All of this activity has come at a significant personal cost. Navalny is subject to constant harassment and arrest that has damaged his reputation among some Russians. Twice he has been convicted on trumped up charges of serious crimes. Both times, Navalny has received suspended sentences that bar him from running for office but preclude him from martyrdom. His brother and co-conspirator, Oleg, was not as lucky. Invoking a Soviet era practice of stifling dissent by punishing family members, the regime used politicized justice to ensure that Oleg serves a 3.5-year prison term for his conviction in the Yves Rocher embezzlement case. The European Court of Human Rights declared both convictions arbitrary decisions and ordered Russia to pay retribution.

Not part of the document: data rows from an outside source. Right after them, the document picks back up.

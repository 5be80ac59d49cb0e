//! Home page spotlight: one random marker, biased against immediate repeats.

use rand::Rng;

use crate::types::MarkerId;

/// Flavour lines shown next to a spotlight pick.
pub const QUIPS: &[&str] = &[
    "Again? Respect.",
    "Ok. One more.",
    "Chef’s pick.",
    "Lucky find.",
    "This one slaps.",
];

/// Anything the spotlight can pick from.
pub trait SpotlightCandidate {
    fn candidate_id(&self) -> MarkerId;
    fn rating_count(&self) -> i64;
}

/// Picker state for one browsing session.
///
/// Only the last shown id is remembered. It is used to redraw once when the
/// same marker comes up twice in a row, which makes repeats less likely but
/// does not rule them out.
#[derive(Debug, Clone, Default)]
pub struct Spotlight {
    last_shown: Option<MarkerId>,
}

impl Spotlight {
    pub fn new() -> Self {
        Self::default()
    }

    /// Continue a session whose last pick is known.
    pub fn resume(last_shown: Option<MarkerId>) -> Self {
        Self { last_shown }
    }

    pub fn last_shown(&self) -> Option<MarkerId> {
        self.last_shown
    }

    /// Pick a marker.
    ///
    /// Markers with at least one vote are preferred; when none has votes the
    /// whole list is the pool. Returns `None` only for an empty list.
    pub fn pick<'a, T, R>(&mut self, candidates: &'a [T], rng: &mut R) -> Option<&'a T>
    where
        T: SpotlightCandidate,
        R: Rng + ?Sized,
    {
        let voted: Vec<&T> = candidates.iter().filter(|c| c.rating_count() > 0).collect();
        let pool: Vec<&T> = if voted.is_empty() {
            candidates.iter().collect()
        } else {
            voted
        };

        if pool.is_empty() {
            return None;
        }

        let mut chosen = pool[rng.random_range(0..pool.len())];
        if pool.len() > 1 && Some(chosen.candidate_id()) == self.last_shown {
            chosen = pool[rng.random_range(0..pool.len())];
        }

        self.last_shown = Some(chosen.candidate_id());
        Some(chosen)
    }
}

/// Pick one of the [`QUIPS`].
pub fn pick_quip<R: Rng + ?Sized>(rng: &mut R) -> &'static str {
    QUIPS[rng.random_range(0..QUIPS.len())]
}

It is not only the regime that diminishes Navalny’s standing. In Russia, liberal pundits also castigate him for radicalizing Russia’s youth in recent protests. They dismiss Navalny based on his nationalist rhetoric supporting Russian aggression in Georgia, deportation of illegal immigrants, and annexation of Crimea. These positions, together with his participation in the anarchist-nationalist group Russia March, raise legitimate concerns about Navalny’s policy positions. There is a significant debate in the Western press over whether these positions, some of which have evolved over time, negate his stalwart demands for respect for the formal political institutions that nominally shape electoral competition.

Alexey Navalny is a stark reminder of the true nature of this election and of Russia’s autocratic leanings. The Putin regime has been clinical in defining free and fair elections as those with a measure of (orchestrated) competition and limited electoral fraud. This definition ignores the persistence of widespread ballot tampering. It also ignores the role that the regime plays in stifling opposition, barring all but a few parties from the political stage, and limiting ballot access to friendly or impotent opposition. Russian citizens and many analysts claim that President Putin does not rig elections because he does not have to do so to secure victory. This characterization ignores his decades long intervention in the competitive structure of Russian politics, as well as the advantages conferred by his control over state budgets and the careers of governors, legislatures, and Central Election Officials.

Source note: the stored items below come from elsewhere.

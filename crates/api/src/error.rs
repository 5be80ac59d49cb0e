use axum::http::StatusCode;
use axum::response::{IntoResponse, Response};
use serde_json::json;
use tba_core::error::CoreError;
use tba_db::StoreError;
use validator::ValidationErrors;

/// Application-level error type for HTTP handlers.
///
/// Wraps [`CoreError`] for domain errors and [`StoreError`] for row store
/// failures. Implements [`IntoResponse`] to produce consistent JSON error
/// responses; page handlers use [`AppError::parts`] to show the same message
/// in the page's status line.
#[derive(Debug, thiserror::Error)]
pub enum AppError {
    /// A domain-level error from `tba_core`.
    #[error(transparent)]
    Core(#[from] CoreError),

    /// A row store error.
    #[error("Store error: {0}")]
    Store(#[from] StoreError),

    /// Input that failed DTO validation.
    #[error("Validation failed: {0}")]
    Validation(#[from] ValidationErrors),

    /// A bad request with a human-readable message.
    #[error("Bad request: {0}")]
    BadRequest(String),

    /// An internal error with a human-readable message.
    #[error("Internal error: {0}")]
    InternalError(String),
}

/// Convenience type alias for handler return values.
pub type AppResult<T> = Result<T, AppError>;

impl AppError {
    /// Shorthand for the 401 every write endpoint returns to guests.
    pub fn login_required() -> Self {
        Self::Core(CoreError::Unauthorized("Please login first.".into()))
    }

    /// HTTP status, machine code, and user-facing message.
    pub fn parts(&self) -> (StatusCode, &'static str, String) {
        match self {
            // --- CoreError variants ---
            AppError::Core(core) => match core {
                CoreError::NotFound { entity, id } => (
                    StatusCode::NOT_FOUND,
                    "NOT_FOUND",
                    format!("{entity} with id {id} not found"),
                ),
                CoreError::Validation(msg) => {
                    (StatusCode::BAD_REQUEST, "VALIDATION_ERROR", msg.clone())
                }
                CoreError::Conflict(msg) => (StatusCode::CONFLICT, "CONFLICT", msg.clone()),
                CoreError::Unauthorized(msg) => {
                    (StatusCode::UNAUTHORIZED, "UNAUTHORIZED", msg.clone())
                }
                CoreError::Forbidden(msg) => (StatusCode::FORBIDDEN, "FORBIDDEN", msg.clone()),
                CoreError::Internal(msg) => {
                    tracing::error!(error = %msg, "Internal core error");
                    (
                        StatusCode::INTERNAL_SERVER_ERROR,
                        "INTERNAL_ERROR",
                        "An internal error occurred".to_string(),
                    )
                }
            },

            // --- Row store errors ---
            AppError::Store(err) => classify_store_error(err),

            // --- HTTP-specific errors ---
            AppError::Validation(errors) => (
                StatusCode::BAD_REQUEST,
                "VALIDATION_ERROR",
                validation_message(errors),
            ),
            AppError::BadRequest(msg) => (StatusCode::BAD_REQUEST, "BAD_REQUEST", msg.clone()),
            AppError::InternalError(msg) => {
                tracing::error!(error = %msg, "Internal error");
                (
                    StatusCode::INTERNAL_SERVER_ERROR,
                    "INTERNAL_ERROR",
                    "An internal error occurred".to_string(),
                )
            }
        }
    }
}

impl IntoResponse for AppError {
    fn into_response(self) -> Response {
        let (status, code, message) = self.parts();

        let body = json!({
            "error": message,
            "code": code,
        });

        (status, axum::Json(body)).into_response()
    }
}

/// Classify a row store error into an HTTP status, error code, and message.
///
/// - Unique key violations map to 409.
/// - Other store rejections keep their status and show the store's message,
///   which users see verbatim.
/// - Transport and payload failures map to 502 with a sanitized message.
fn classify_store_error(err: &StoreError) -> (StatusCode, &'static str, String) {
    match err {
        e if e.is_unique_violation() => (StatusCode::CONFLICT, "CONFLICT", e.to_string()),
        StoreError::Api {
            status, message, ..
        } => {
            let status = StatusCode::from_u16(*status).unwrap_or(StatusCode::BAD_GATEWAY);
            if status.is_server_error() {
                tracing::error!(status = status.as_u16(), error = %message, "Row store failure");
                (StatusCode::BAD_GATEWAY, "STORE_ERROR", message.clone())
            } else {
                let code = match status {
                    StatusCode::UNAUTHORIZED => "UNAUTHORIZED",
                    StatusCode::FORBIDDEN => "FORBIDDEN",
                    StatusCode::NOT_FOUND => "NOT_FOUND",
                    _ => "STORE_REJECTED",
                };
                (status, code, message.clone())
            }
        }
        other => {
            tracing::error!(error = %other, "Row store unavailable");
            (
                StatusCode::BAD_GATEWAY,
                "STORE_UNAVAILABLE",
                "The catalog is unreachable right now. Try again.".to_string(),
            )
        }
    }
}

/// First message of each failing field, schema-level messages first.
fn validation_message(errors: &ValidationErrors) -> String {
    let mut fields: Vec<_> = errors.field_errors().into_iter().collect();
    fields.sort_by_key(|(field, _)| (*field != "__all__", field.to_string()));

    let messages: Vec<String> = fields
        .into_iter()
        .filter_map(|(field, errs)| {
            errs.first().map(|e| {
                e.message
                    .as_ref()
                    .map(ToString::to_string)
                    .unwrap_or_else(|| format!("Invalid {field}."))
            })
        })
        .collect();

    if messages.is_empty() {
        "Invalid input.".to_string()
    } else {
        messages.join(" ")
    }
}

#[cfg(test)]
mod tests {
    use validator::Validate;

    use super::*;

    #[derive(Validate)]
    struct Form {
        #[validate(length(min = 1, message = "Title required."))]
        title: String,
        #[validate(range(min = 1, max = 10))]
        vote: i64,
    }

    #[test]
    fn validation_messages_fall_back_to_field_name() {
        let errors = Form {
            title: String::new(),
            vote: 11,
        }
        .validate()
        .unwrap_err();
        let (status, code, message) = AppError::from(errors).parts();
        assert_eq!(status, StatusCode::BAD_REQUEST);
        assert_eq!(code, "VALIDATION_ERROR");
        assert_eq!(message, "Title required. Invalid vote.");
    }

    #[test]
    fn unique_violation_is_conflict() {
        let err = AppError::Store(StoreError::Api {
            status: 409,
            code: Some("23505".into()),
            message: "duplicate key value violates unique constraint".into(),
        });
        let (status, code, _) = err.parts();
        assert_eq!(status, StatusCode::CONFLICT);
        assert_eq!(code, "CONFLICT");
    }

    #[test]
    fn policy_rejection_keeps_status_and_message() {
        let err = AppError::Store(StoreError::Api {
            status: 403,
            code: Some("42501".into()),
            message: "new row violates row-level security policy".into(),
        });
        assert_eq!(
            err.parts(),
            (
                StatusCode::FORBIDDEN,
                "FORBIDDEN",
                "new row violates row-level security policy".to_string()
            )
        );
    }

    #[test]
    fn store_server_errors_are_bad_gateway() {
        let err = AppError::Store(StoreError::Api {
            status: 503,
            code: None,
            message: "upstream down".into(),
        });
        assert_eq!(err.parts().0, StatusCode::BAD_GATEWAY);
    }
}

It is impossible to know how durable President Putin’s support would be in the face of open competition and alternative visions of Russia’s future. This point was the focus of Navalny’s statement to the Central Election Commission:

“This isn’t about Navalny, but about the fact that we need a candidate who will at last speak plainly about what’s happening in this country — someone who will finally describe our reality, our lack of opportunity, our poverty, and more. I’ve done all this, and that is precisely why you don’t want to let me compete in this election.”

It is easy to get lost in debates about the nature and extent of President Putin’s support. Some of this support is genuine while some is manufactured, but all of it is distorted by the lack of significant opposition or debate in the public realm. It is highly unlikely that candidate Navalny could steal the victory from President Putin. However, open competition would jeopardize certain victory in the first round of the election, where candidates must gain 50% of the vote or face a run off. Examples from Russia, as well as comparative studies in political science, demonstrate that uncertainty about electoral outcomes energizes disaffected voters and brings the possibility of renewed protest at the ballot box and in the streets. The plight of Alexey Navalny demonstrates the authoritarian aspects of the Russian regime, which have robbed Russian citizens of the chance to choose political and economic modernization over corruption and control.

Regina Smyth is Associate Professor of Political Science at Indiana University.